Though this vegetable is quite popular around the world, it is far different from most veggies we know and love. Besides the fact that it can grow in almost any condition, it also poses a serious health risk if eaten raw. Those familiar with the process of preparing cassava know that it must be boiled, fried, or baked prior to consumption to ensure that it can be digested safely.
Consuming raw cassava can be fatal
Unlike most vegetables, cassava cannot simply be picked and eaten raw. Rather, it has to be cooked to eliminate the consumer's risk of cyanide poisoning. According to The Spruce Eats, raw cassava contains prussic acid, also known as hydrocyanic acid, which can cause cyanide poisoning if consumed. This danger can be eliminated as long as the cassava root is cooked or pressed.

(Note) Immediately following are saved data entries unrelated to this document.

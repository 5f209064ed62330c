// SPDX-License-Identifier: BUSL-1.1
// Copyright (c) 2026 Alfred Jean LLC

//! Work queue state
//!
//! Two priority tiers, FIFO within a tier, and a fixed concurrency limit.
//! Pausing stops new tasks from starting; running tasks are left alone.
//! Tasks may carry a coalescing key: while a task with that key is still
//! pending, a second submission with the same key is folded into it.

use serde::{Deserialize, Serialize};
use std::collections::VecDeque;
use std::fmt;

/// Priority tier of a queued task
#[derive(Debug, Clone, Copy, PartialEq, Eq, Hash, Serialize, Deserialize)]
#[serde(rename_all = "lowercase")]
pub enum Priority {
    /// Housekeeping (connectivity probes and the like)
    High,
    /// Per-farm check cycles
    Low,
}

impl fmt::Display for Priority {
    fn fmt(&self, f: &mut fmt::Formatter<'_>) -> fmt::Result {
        match self {
            Priority::High => write!(f, "high"),
            Priority::Low => write!(f, "low"),
        }
    }
}

/// Identifier of a submitted task
#[derive(Debug, Clone, Copy, PartialEq, Eq, Hash, PartialOrd, Ord)]
pub struct TaskId(pub u64);

impl fmt::Display for TaskId {
    fn fmt(&self, f: &mut fmt::Formatter<'_>) -> fmt::Result {
        write!(f, "task-{}", self.0)
    }
}

/// A task waiting in or running on the queue
#[derive(Debug, Clone, PartialEq, Eq)]
pub struct QueuedTask {
    pub id: TaskId,
    pub priority: Priority,
    pub key: Option<String>,
    pub label: String,
}

/// Result of a submission
#[derive(Debug, Clone, Copy, PartialEq, Eq)]
pub enum Submission {
    Queued(TaskId),
    /// Folded into the pending task with the same key
    Coalesced(TaskId),
}

impl Submission {
    pub fn id(&self) -> TaskId {
        match self {
            Submission::Queued(id) | Submission::Coalesced(id) => *id,
        }
    }
}

/// Queue bookkeeping; the engine owns the actual jobs
#[derive(Debug, Clone, PartialEq, Eq)]
pub struct TaskQueue {
    pub concurrency: usize,
    pub paused: bool,
    high: VecDeque<QueuedTask>,
    low: VecDeque<QueuedTask>,
    running: Vec<QueuedTask>,
    next_id: u64,
}

impl TaskQueue {
    pub fn new(concurrency: usize) -> Self {
        Self {
            concurrency: concurrency.max(1),
            paused: false,
            high: VecDeque::new(),
            low: VecDeque::new(),
            running: Vec::new(),
            next_id: 1,
        }
    }

    /// Submit a task, coalescing on `key` with a pending task
    pub fn push(
        &self,
        priority: Priority,
        key: Option<String>,
        label: impl Into<String>,
    ) -> (TaskQueue, Submission) {
        if let Some(existing) = key.as_deref().and_then(|k| self.pending_with_key(k)) {
            return (self.clone(), Submission::Coalesced(existing.id));
        }

        let mut queue = self.clone();
        let id = TaskId(queue.next_id);
        queue.next_id += 1;
        let task = QueuedTask {
            id,
            priority,
            key,
            label: label.into(),
        };
        match priority {
            Priority::High => queue.high.push_back(task),
            Priority::Low => queue.low.push_back(task),
        }
        (queue, Submission::Queued(id))
    }

    /// Start the next task if the queue is running and has a free slot
    pub fn take(&self) -> (TaskQueue, Option<QueuedTask>) {
        if self.paused || self.running.len() >= self.concurrency {
            return (self.clone(), None);
        }
        let mut queue = self.clone();
        let task = queue.high.pop_front().or_else(|| queue.low.pop_front());
        if let Some(task) = &task {
            queue.running.push(task.clone());
        }
        (queue, task)
    }

    /// Mark a running task finished
    pub fn complete(&self, id: TaskId) -> TaskQueue {
        let mut queue = self.clone();
        queue.running.retain(|t| t.id != id);
        queue
    }

    pub fn pause(&self) -> TaskQueue {
        TaskQueue {
            paused: true,
            ..self.clone()
        }
    }

    pub fn resume(&self) -> TaskQueue {
        TaskQueue {
            paused: false,
            ..self.clone()
        }
    }

    pub fn pending_with_key(&self, key: &str) -> Option<&QueuedTask> {
        self.pending().find(|t| t.key.as_deref() == Some(key))
    }

    /// Pending tasks in the order they will start
    pub fn pending(&self) -> impl Iterator<Item = &QueuedTask> {
        self.high.iter().chain(self.low.iter())
    }

    pub fn running(&self) -> &[QueuedTask] {
        &self.running
    }

    pub fn pending_len(&self) -> usize {
        self.high.len() + self.low.len()
    }

    /// Nothing pending and nothing running
    pub fn is_idle(&self) -> bool {
        self.pending_len() == 0 && self.running.is_empty()
    }
}

impl Default for TaskQueue {
    fn default() -> Self {
        Self::new(1)
    }
}

#[cfg(test)]
#[path = "queue_tests.rs"]
mod tests;
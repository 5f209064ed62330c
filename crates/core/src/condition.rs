// SPDX-License-Identifier: BUSL-1.1
// Copyright (c) 2026 Alfred Jean LLC

//! Farming conditions
//!
//! A condition decides whether a farm may farm right now, and tracks
//! accrual toward a weekly or monthly target.
//!
//! - `unlimited`: always permitted, nothing tracked
//! - `weekly` / `monthly`: accrues farming time per period (ISO week or
//!   calendar month, UTC). Fulfilled once `accrued >= target + buffer`.
//!   Repeating conditions reset at the first evaluation in a later period.
//! - `time-window`: permitted only inside `[from, to]`

use chrono::{DateTime, Datelike, Months, NaiveDate, Utc};
use serde::{Deserialize, Serialize};
use std::fmt;
use std::time::Duration;

/// Kind of farming condition
#[derive(Debug, Clone, Copy, PartialEq, Eq, Serialize, Deserialize)]
#[serde(rename_all = "kebab-case")]
pub enum ConditionKind {
    Unlimited,
    Weekly,
    Monthly,
    TimeWindow,
}

impl fmt::Display for ConditionKind {
    fn fmt(&self, f: &mut fmt::Formatter<'_>) -> fmt::Result {
        match self {
            ConditionKind::Unlimited => write!(f, "unlimited"),
            ConditionKind::Weekly => write!(f, "weekly"),
            ConditionKind::Monthly => write!(f, "monthly"),
            ConditionKind::TimeWindow => write!(f, "time-window"),
        }
    }
}

/// Condition state owned by a farm
#[derive(Debug, Clone, PartialEq, Eq, Serialize, Deserialize)]
pub struct Condition {
    pub kind: ConditionKind,
    pub started_at: Option<DateTime<Utc>>,
    pub fulfilled_at: Option<DateTime<Utc>>,
    pub amount_accrued_ms: u64,
    pub amount_target_ms: u64,
    pub buffer_ms: u64,
    pub repeating: bool,
    pub from: Option<DateTime<Utc>>,
    pub to: Option<DateTime<Utc>>,
}

impl Default for Condition {
    fn default() -> Self {
        Self::unlimited()
    }
}

impl Condition {
    pub fn unlimited() -> Self {
        Self {
            kind: ConditionKind::Unlimited,
            started_at: None,
            fulfilled_at: None,
            amount_accrued_ms: 0,
            amount_target_ms: 0,
            buffer_ms: 0,
            repeating: false,
            from: None,
            to: None,
        }
    }

    pub fn weekly(target: Duration, buffer: Duration, repeating: bool) -> Self {
        Self::accruing(ConditionKind::Weekly, target, buffer, repeating)
    }

    pub fn monthly(target: Duration, buffer: Duration, repeating: bool) -> Self {
        Self::accruing(ConditionKind::Monthly, target, buffer, repeating)
    }

    pub fn time_window(from: Option<DateTime<Utc>>, to: Option<DateTime<Utc>>) -> Self {
        Self {
            kind: ConditionKind::TimeWindow,
            from,
            to,
            ..Self::unlimited()
        }
    }

    fn accruing(kind: ConditionKind, target: Duration, buffer: Duration, repeating: bool) -> Self {
        Self {
            kind,
            amount_target_ms: duration_ms(target),
            buffer_ms: duration_ms(buffer),
            repeating,
            ..Self::unlimited()
        }
    }

    /// Whether this kind accrues farming time
    pub fn tracks_accrual(&self) -> bool {
        matches!(self.kind, ConditionKind::Weekly | ConditionKind::Monthly)
    }

    /// Accrued amount at which the condition is fulfilled
    pub fn threshold_ms(&self) -> u64 {
        self.amount_target_ms.saturating_add(self.buffer_ms)
    }

    pub fn is_fulfilled(&self) -> bool {
        self.fulfilled_at.is_some()
    }

    /// Whether `now` lies inside the farming window (always true for
    /// non-window kinds; a missing bound is open)
    pub fn in_window(&self, now: DateTime<Utc>) -> bool {
        match self.kind {
            ConditionKind::TimeWindow => {
                let after_start = self.from.map_or(true, |from| now >= from);
                let before_end = self.to.map_or(true, |to| now <= to);
                after_start && before_end
            }
            _ => true,
        }
    }

    /// Whether farming may start right now
    pub fn permits_farming(&self, now: DateTime<Utc>) -> bool {
        match self.kind {
            ConditionKind::Unlimited => true,
            ConditionKind::Weekly | ConditionKind::Monthly => !self.is_fulfilled(),
            ConditionKind::TimeWindow => self.in_window(now),
        }
    }

    /// Mark the start of accrual for the current period
    pub fn begin(&self, now: DateTime<Utc>) -> Condition {
        if !self.tracks_accrual() || self.started_at.is_some() {
            return self.clone();
        }
        Condition {
            started_at: Some(now),
            ..self.clone()
        }
    }

    /// Add farmed time; returns the new condition and whether this call
    /// fulfilled it
    pub fn accrue(&self, ms: u64, now: DateTime<Utc>) -> (Condition, bool) {
        if !self.tracks_accrual() {
            return (self.clone(), false);
        }
        let mut next = self.begin(now);
        next.amount_accrued_ms = next.amount_accrued_ms.saturating_add(ms);
        if !next.is_fulfilled() && next.amount_accrued_ms >= next.threshold_ms() {
            next.fulfilled_at = Some(now);
            return (next, true);
        }
        (next, false)
    }

    /// Whether accruing `extra_ms` more would fulfil the condition
    pub fn would_fulfil(&self, extra_ms: u64) -> bool {
        self.tracks_accrual()
            && !self.is_fulfilled()
            && self.amount_accrued_ms.saturating_add(extra_ms) >= self.threshold_ms()
    }

    /// Whether a repeating condition has moved into a later period than
    /// the one accrual started in
    pub fn period_crossed(&self, now: DateTime<Utc>) -> bool {
        if !self.repeating {
            return false;
        }
        let Some(started) = self.started_at else {
            return false;
        };
        match (
            period_start(self.kind, started),
            period_start(self.kind, now),
        ) {
            (Some(then), Some(current)) => current > then,
            _ => false,
        }
    }

    /// When a repeating condition will next reset, if it will
    pub fn resets_at(&self) -> Option<DateTime<Utc>> {
        if !self.repeating {
            return None;
        }
        let started = self.started_at?;
        let start = period_start(self.kind, started)?;
        let next = match self.kind {
            ConditionKind::Weekly => start.checked_add_days(chrono::Days::new(7))?,
            ConditionKind::Monthly => start.checked_add_months(Months::new(1))?,
            _ => return None,
        };
        Some(next.and_hms_opt(0, 0, 0)?.and_utc())
    }

    /// Clear accrual and fulfilment, keeping configuration
    pub fn reset(&self) -> Condition {
        Condition {
            started_at: None,
            fulfilled_at: None,
            amount_accrued_ms: 0,
            ..self.clone()
        }
    }

    /// Adopt new configuration while keeping accrual state when the kind
    /// is unchanged. Fulfilment follows the new threshold: raising it
    /// clears fulfilment, lowering it to or below the accrued amount
    /// fulfils at `now`.
    pub fn reconfigure(&self, next: Condition, now: DateTime<Utc>) -> Condition {
        if next.kind != self.kind {
            return next.reset();
        }
        let mut merged = Condition {
            started_at: self.started_at,
            fulfilled_at: self.fulfilled_at,
            amount_accrued_ms: self.amount_accrued_ms,
            ..next
        };
        if merged.tracks_accrual() {
            if merged.amount_accrued_ms < merged.threshold_ms() {
                merged.fulfilled_at = None;
            } else if merged.fulfilled_at.is_none() {
                merged.fulfilled_at = Some(now);
            }
        }
        merged
    }
}

/// First day of the period containing `t`
fn period_start(kind: ConditionKind, t: DateTime<Utc>) -> Option<NaiveDate> {
    let date = t.date_naive();
    match kind {
        ConditionKind::Weekly => {
            let offset = u64::from(date.weekday().num_days_from_monday());
            date.checked_sub_days(chrono::Days::new(offset))
        }
        ConditionKind::Monthly => NaiveDate::from_ymd_opt(date.year(), date.month(), 1),
        ConditionKind::Unlimited | ConditionKind::TimeWindow => None,
    }
}

fn duration_ms(d: Duration) -> u64 {
    u64::try_from(d.as_millis()).unwrap_or(u64::MAX)
}

#[cfg(test)]
#[path = "condition_tests.rs"]
mod tests;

There are two types of cassava: bitter and sweet. The bitter variety contains more hydrocyanic acid than its sweet counterpart, per Medical News Today, while the sweet version is far more common in the United States. In 2017, improperly pressed and scraped cassava resulted in a cyanide poisoning outbreak that sickened 98 people and killed two others in Uganda, per the CDC. Before you eat cassava, the best way to remove any dangerous acid from the root is by soaking it in water and properly boiling it. Cassava should be peeled and sliced into small pieces, then soaked for up to six days before boiling.